Le nid de rossignols

 

 

 

 

 

 

par

 

 

 

 

 

 

Théophile GAUTIER

 

 

 

 

 

 

 

 

 

 

 

 

AUTOUR du château il y avait un beau parc.

Dans le parc il y avait des oiseaux de toutes sortes : rossignols, merles, fauvettes ; tous les oiseaux de la terre s’étaient donné rendez-vous dans le parc.

Au printemps c’était un ramage à ne pas s’entendre ; chaque feuille cachait un nid, chaque arbre était un orchestre, Tous les petits musiciens emplumés faisaient assaut à qui mieux mieux. Les uns pépiaient, les autres roucoulaient ; ceux-ci faisaient des trilles et des cadences perlées, ceux-là découpaient des fioritures ou brodaient des points d’orgue : de véritables musiciens n’auraient pas si bien fait.
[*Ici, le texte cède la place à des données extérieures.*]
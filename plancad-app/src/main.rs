use std::fs;
use std::path::PathBuf;
use std::sync::Arc;

use plancad_config::{AppConfig, ConfigError};
use plancad_core::csg::ManifoldEngine;
use plancad_core::ObjectId;
use plancad_engine::scene::{DemoObjects, Scene, build_options};
use plancad_engine::session::{Reply, Session};
use plancad_engine::tool::input::Key;
use plancad_engine::tool::prompt::PromptLevel;
use plancad_io::{DocumentLoader, DocumentSaver, IoError, JsonFacade};
use thiserror::Error;
use tracing::{error, info, warn};
use tracing_subscriber::{EnvFilter, fmt};

#[derive(Debug, Error)]
enum AppError {
    #[error(transparent)]
    Io(#[from] IoError),
    #[error("读取脚本 {path:?} 失败: {source}")]
    Script {
        path: PathBuf,
        #[source]
        source: std::io::Error,
    },
}

#[derive(Debug, Default)]
struct Options {
    config: Option<PathBuf>,
    load: Option<PathBuf>,
    save: Option<PathBuf>,
    script: Option<PathBuf>,
}

fn main() {
    let options = parse_args();
    let config = load_configuration(options.config.clone());
    init_logging(&config);
    info!("启动 PlanCAD 命令行会话");

    if let Err(err) = run(&config, &options) {
        error!(error = %err, "会话失败");
        std::process::exit(1);
    }
}

fn parse_args() -> Options {
    let mut args = std::env::args().skip(1);
    let mut options = Options::default();
    while let Some(arg) = args.next() {
        let slot = match arg.as_str() {
            "--config" => &mut options.config,
            "--load" => &mut options.load,
            "--save" => &mut options.save,
            "--script" => &mut options.script,
            other => {
                eprintln!("未知参数：{other}");
                std::process::exit(1);
            }
        };
        let Some(path) = args.next() else {
            eprintln!("`{arg}` 需要提供文件路径");
            std::process::exit(1);
        };
        *slot = Some(PathBuf::from(path));
    }
    options
}

fn run(config: &AppConfig, options: &Options) -> Result<(), AppError> {
    let facade = JsonFacade::new()
        .with_options(build_options(&config.editor))
        .pretty(true);
    let mut scene = Scene::with_config(config.editor.clone(), Arc::new(ManifoldEngine));

    let script = match (&options.load, &options.script) {
        (Some(path), _) => {
            scene.load_document(facade.load(path)?);
            read_script(options.script.as_ref())?
        }
        (None, Some(path)) => read_script(Some(path))?,
        (None, None) => {
            let ids = scene.populate_demo();
            demo_script(&ids)
        }
    };

    let mut session = Session::new(scene);
    for line in &script {
        execute(&mut session, line);
    }
    report(&mut session);

    if let Some(path) = &options.save {
        facade.save(session.scene().document(), path)?;
    }
    Ok(())
}

fn read_script(path: Option<&PathBuf>) -> Result<Vec<String>, AppError> {
    let Some(path) = path else {
        return Ok(Vec::new());
    };
    let content = fs::read_to_string(path).map_err(|source| AppError::Script {
        path: path.clone(),
        source,
    })?;
    Ok(content
        .lines()
        .filter(|line| !line.trim_start().starts_with("//"))
        .map(str::to_string)
        .collect())
}

/// 在演示平面图上拉伸房间轮廓、以柱子切除，再定义并插入一个块。
fn demo_script(ids: &DemoObjects) -> Vec<String> {
    let id = |id: ObjectId| format!("#{}", id.get());
    vec![
        "ext".to_string(),
        id(ids.room),
        "300".to_string(),
        "cut".to_string(),
        id(ids.column),
        "undo".to_string(),
        "redo".to_string(),
        "clear_selection".to_string(),
        "dist".to_string(),
        "0,0".to_string(),
        "600,400".to_string(),
        "block".to_string(),
        "sign".to_string(),
        "280,30".to_string(),
        id(ids.exit_sign),
        String::new(),
        "insert".to_string(),
        "sign".to_string(),
        "100,300".to_string(),
    ]
}

fn execute(session: &mut Session, line: &str) {
    println!("> {line}");
    let result = match line.trim() {
        "esc" => session.key(Key::Escape).map(|_| Reply::Tool),
        _ => session.submit(line),
    };
    if let Err(err) = result {
        warn!(input = line, error = %err, "输入被拒绝");
    }
    for message in session.tools_mut().prompt_mut().drain() {
        let marker = match message.level {
            PromptLevel::Prompt => "",
            PromptLevel::Info => "",
            PromptLevel::Warning => "! ",
            PromptLevel::Alert => "!! ",
        };
        println!("  {marker}{}", message.text);
    }
}

fn report(session: &mut Session) {
    let ids: Vec<_> = session
        .scene()
        .document()
        .objects()
        .iter()
        .filter(|object| object.entity.is_derived())
        .map(|object| object.id)
        .collect();
    for id in ids {
        if let Some(mesh) = session.scene_mut().mesh(id) {
            println!(
                "#{}: {} 个三角面{}",
                id.get(),
                mesh.triangle_count(),
                if mesh.is_placeholder() { "（占位）" } else { "" }
            );
        }
    }
    let labels: Vec<_> = session.scene().history().labels().collect();
    info!(
        objects = session.scene().document().len(),
        history = ?labels,
        "会话结束"
    );
}

fn load_configuration(override_path: Option<PathBuf>) -> AppConfig {
    match override_path {
        Some(path) => AppConfig::from_file(&path).unwrap_or_else(|err| {
            warn!(path = %path.display(), error = %err, "加载指定配置失败，使用默认配置");
            AppConfig::default()
        }),
        None => match AppConfig::discover() {
            Ok(cfg) => cfg,
            Err(err) => {
                match &err {
                    ConfigError::Io { path, .. } | ConfigError::Parse { path, .. } => {
                        warn!(path = %path.display(), error = %err, "加载默认配置失败，使用内建默认值");
                    }
                    ConfigError::Invalid { .. } | ConfigError::Context { .. } => {
                        warn!(error = %err, "加载默认配置失败，使用内建默认值");
                    }
                }
                AppConfig::default()
            }
        },
    }
}

fn init_logging(config: &AppConfig) {
    let filter =
        EnvFilter::try_new(config.logging.level.clone()).unwrap_or_else(|_| EnvFilter::new("info"));
    let subscriber = fmt().with_env_filter(filter);
    if subscriber.try_init().is_err() {
        // 已初始化，忽略
    }
}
Mais dans le château il y avait deux belles cousines qui chantaient mieux à elles deux que tous les oiseaux du parc ; l’une s’appelait Fleurette et l’autre Isabeau. Toutes deux étaient belles, désirables et bien en point, et les dimanches, quand elles avaient leurs belles robes, si leurs blanches épaules n’eussent pas montré qu’elles étaient de véritables filles, on les aurait prises pour des anges ; il n’y manquait que les plumes. Quand elles chantaient, le vieux sire de Maulevrier, leur oncle, les tenait quelquefois par la main, de peur qu’il ne leur prit la fantaisie de s’envoler.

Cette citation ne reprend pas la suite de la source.